#### [Problem description]
Pull out each line of the records holding the string "progress".

#### [Data excerpts]
......

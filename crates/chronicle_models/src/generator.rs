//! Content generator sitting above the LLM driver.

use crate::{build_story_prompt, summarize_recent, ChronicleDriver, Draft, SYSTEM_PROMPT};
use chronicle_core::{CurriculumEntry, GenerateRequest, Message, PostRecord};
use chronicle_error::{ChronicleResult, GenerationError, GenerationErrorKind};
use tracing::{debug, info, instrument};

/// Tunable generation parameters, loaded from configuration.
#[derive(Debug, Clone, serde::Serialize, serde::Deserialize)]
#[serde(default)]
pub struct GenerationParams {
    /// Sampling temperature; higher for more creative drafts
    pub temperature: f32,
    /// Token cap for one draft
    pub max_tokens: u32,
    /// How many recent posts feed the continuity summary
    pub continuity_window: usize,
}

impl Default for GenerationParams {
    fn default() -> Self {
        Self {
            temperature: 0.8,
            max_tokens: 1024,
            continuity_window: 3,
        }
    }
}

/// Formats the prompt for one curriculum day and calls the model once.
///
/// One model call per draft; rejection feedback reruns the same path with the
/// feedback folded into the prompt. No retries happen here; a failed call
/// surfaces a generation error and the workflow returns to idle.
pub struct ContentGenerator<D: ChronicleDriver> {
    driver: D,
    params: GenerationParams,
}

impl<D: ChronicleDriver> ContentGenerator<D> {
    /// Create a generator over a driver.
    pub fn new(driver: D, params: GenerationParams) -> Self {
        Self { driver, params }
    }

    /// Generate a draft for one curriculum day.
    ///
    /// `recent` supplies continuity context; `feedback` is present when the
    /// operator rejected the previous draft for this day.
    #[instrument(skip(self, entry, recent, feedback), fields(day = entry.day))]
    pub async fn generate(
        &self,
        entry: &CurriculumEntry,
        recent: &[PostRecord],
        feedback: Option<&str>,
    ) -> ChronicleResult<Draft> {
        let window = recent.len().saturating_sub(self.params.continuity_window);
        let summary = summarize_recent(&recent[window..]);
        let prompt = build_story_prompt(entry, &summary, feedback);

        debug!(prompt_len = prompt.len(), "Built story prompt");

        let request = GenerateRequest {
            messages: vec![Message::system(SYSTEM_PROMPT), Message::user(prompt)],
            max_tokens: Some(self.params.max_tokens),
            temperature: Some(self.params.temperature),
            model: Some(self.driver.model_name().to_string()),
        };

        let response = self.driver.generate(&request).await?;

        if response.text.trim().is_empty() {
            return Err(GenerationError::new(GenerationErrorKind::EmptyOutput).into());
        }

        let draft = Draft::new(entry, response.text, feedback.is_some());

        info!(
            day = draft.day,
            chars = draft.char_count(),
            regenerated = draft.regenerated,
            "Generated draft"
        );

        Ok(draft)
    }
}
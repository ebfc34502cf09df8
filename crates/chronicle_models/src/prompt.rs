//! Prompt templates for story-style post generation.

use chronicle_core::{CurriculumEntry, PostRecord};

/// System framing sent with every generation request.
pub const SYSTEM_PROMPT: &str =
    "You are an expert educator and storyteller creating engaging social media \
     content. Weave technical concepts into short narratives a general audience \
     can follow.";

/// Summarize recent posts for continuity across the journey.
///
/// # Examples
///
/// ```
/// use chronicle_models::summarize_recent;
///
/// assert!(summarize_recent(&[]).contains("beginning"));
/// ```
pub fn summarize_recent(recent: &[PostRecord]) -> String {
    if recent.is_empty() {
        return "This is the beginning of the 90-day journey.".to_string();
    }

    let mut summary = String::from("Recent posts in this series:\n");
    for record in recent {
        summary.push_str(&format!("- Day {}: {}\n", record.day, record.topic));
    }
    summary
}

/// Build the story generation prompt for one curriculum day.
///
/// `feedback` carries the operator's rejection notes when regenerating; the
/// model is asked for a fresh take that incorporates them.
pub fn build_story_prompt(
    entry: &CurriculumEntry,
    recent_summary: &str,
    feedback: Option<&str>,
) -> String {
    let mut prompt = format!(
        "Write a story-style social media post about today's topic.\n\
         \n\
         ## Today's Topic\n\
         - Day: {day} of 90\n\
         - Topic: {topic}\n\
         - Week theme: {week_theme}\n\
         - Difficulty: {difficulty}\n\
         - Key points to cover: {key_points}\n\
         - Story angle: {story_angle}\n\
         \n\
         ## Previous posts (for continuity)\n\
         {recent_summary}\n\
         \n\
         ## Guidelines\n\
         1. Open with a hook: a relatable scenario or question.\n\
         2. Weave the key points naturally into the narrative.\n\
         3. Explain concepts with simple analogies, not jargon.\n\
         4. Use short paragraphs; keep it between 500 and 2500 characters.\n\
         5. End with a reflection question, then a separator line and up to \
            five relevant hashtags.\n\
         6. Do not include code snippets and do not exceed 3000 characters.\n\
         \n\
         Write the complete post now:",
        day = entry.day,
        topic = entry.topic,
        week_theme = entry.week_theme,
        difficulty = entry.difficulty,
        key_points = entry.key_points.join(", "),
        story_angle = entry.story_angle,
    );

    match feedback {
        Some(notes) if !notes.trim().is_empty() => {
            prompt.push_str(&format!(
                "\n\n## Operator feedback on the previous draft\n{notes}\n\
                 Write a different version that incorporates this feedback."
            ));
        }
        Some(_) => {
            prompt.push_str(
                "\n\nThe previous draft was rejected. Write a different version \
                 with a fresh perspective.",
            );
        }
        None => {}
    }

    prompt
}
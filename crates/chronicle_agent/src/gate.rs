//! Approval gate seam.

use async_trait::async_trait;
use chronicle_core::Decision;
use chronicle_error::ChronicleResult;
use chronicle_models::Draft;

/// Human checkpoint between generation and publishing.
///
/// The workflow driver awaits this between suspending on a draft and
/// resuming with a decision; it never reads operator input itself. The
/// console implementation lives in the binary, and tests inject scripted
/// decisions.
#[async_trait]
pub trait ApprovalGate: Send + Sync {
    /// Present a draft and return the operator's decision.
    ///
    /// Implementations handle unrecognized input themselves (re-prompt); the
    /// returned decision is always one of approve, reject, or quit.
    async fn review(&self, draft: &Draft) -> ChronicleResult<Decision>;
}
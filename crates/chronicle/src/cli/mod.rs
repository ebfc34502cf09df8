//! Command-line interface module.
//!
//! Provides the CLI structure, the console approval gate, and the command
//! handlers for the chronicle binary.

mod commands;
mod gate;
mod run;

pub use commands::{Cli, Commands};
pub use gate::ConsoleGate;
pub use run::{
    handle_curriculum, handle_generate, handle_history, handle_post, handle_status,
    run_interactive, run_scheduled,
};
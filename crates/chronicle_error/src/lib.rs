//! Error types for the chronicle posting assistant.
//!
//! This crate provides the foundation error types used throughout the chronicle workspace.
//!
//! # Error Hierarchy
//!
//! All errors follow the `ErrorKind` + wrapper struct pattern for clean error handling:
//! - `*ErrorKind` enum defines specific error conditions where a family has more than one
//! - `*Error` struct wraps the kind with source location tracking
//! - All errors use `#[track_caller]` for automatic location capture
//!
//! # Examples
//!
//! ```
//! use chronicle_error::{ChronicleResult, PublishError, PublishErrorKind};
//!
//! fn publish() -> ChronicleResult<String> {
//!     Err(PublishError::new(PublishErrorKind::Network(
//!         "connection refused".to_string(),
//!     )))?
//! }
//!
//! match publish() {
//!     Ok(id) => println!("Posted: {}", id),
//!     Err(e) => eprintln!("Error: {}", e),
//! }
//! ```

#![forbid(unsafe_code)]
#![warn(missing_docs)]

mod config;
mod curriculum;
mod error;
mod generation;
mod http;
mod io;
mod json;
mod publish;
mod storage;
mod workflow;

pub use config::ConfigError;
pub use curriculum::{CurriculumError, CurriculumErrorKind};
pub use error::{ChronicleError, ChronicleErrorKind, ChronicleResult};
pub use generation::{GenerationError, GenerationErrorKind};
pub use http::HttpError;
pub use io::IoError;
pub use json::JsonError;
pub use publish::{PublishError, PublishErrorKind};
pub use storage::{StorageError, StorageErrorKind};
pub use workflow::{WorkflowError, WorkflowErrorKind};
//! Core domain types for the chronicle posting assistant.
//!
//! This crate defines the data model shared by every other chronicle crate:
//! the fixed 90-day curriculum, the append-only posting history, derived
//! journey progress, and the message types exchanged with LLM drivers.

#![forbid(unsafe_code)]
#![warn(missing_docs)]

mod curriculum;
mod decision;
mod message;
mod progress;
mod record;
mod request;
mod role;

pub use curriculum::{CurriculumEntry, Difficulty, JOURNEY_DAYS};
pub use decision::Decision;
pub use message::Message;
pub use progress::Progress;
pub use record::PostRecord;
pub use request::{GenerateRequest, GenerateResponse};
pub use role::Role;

......

#### [Response to this exercise]
//! journey progress, and the message types exchanged with LLM drivers.
mod progress;
pub use progress::Progress;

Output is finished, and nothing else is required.